YOUR INSTRUCTIONS ▸ What you return should match every entry, character for character.

Collected data
-- -- --

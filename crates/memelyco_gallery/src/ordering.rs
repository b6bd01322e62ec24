//! Gallery ordering.

use memelyco_core::{MediaItem, SortMode};
use rand::Rng;

/// Sort newest first.
///
/// Stable: items with equal timestamps keep their relative order.
pub fn sort_chronological(items: &mut [MediaItem]) {
    items.sort_by(|a, b| b.created_at().cmp(a.created_at()));
}

/// Fisher–Yates shuffle: one backward pass, `j` uniform in `[0, i]`.
///
/// Every permutation is equally likely given a uniform `rng`.
pub fn shuffle<T, R>(items: &mut [T], rng: &mut R)
where
    R: Rng + ?Sized,
{
    for i in (1..items.len()).rev() {
        let j = rng.gen_range(0..=i);
        items.swap(i, j);
    }
}

/// Order `items` in place according to `mode`.
pub fn apply_sort<R>(items: &mut [MediaItem], mode: SortMode, rng: &mut R)
where
    R: Rng + ?Sized,
{
    match mode {
        SortMode::Chronological => sort_chronological(items),
        SortMode::Random => shuffle(items, rng),
    }
}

-- -- --

SOLUTION BELOW ▸
filename crates/memelyco_gallery/src/ordering.rs
repository b6bd01322e62ec24
//! Gallery ordering.

use memelyco_core::{MediaItem, SortMode};
use rand::Rng;

/// Sort newest first.
///
/// Stable: items with equal timestamps keep their relative order.
pub fn sort_chronological(items: &mut [MediaItem]) {
    items.sort_by(|a, b| b.created_at().cmp(a.created_at()));
}

/// Fisher–Yates shuffle: one backward pass, `j` uniform in `[0, i]`.
///
/// Every permutation is equally likely given a uniform `rng`.
pub fn shuffle<T, R>(items: &mut [T], rng: &mut R)
where
    R: Rng + ?Sized,
{
    for i in (1..items.len()).rev() {
        let j = rng.gen_range(0..=i);
        items.swap(i, j);
    }
}

/// Order `items` in place according to `mode`.
pub fn apply_sort<R>(items: &mut [MediaItem], mode: SortMode, rng: &mut R)
where
    R: Rng + ?Sized,
{
    match mode {
        SortMode::Chronological => sort_chronological(items),
        SortMode::Random => shuffle(items, rng),
    }
}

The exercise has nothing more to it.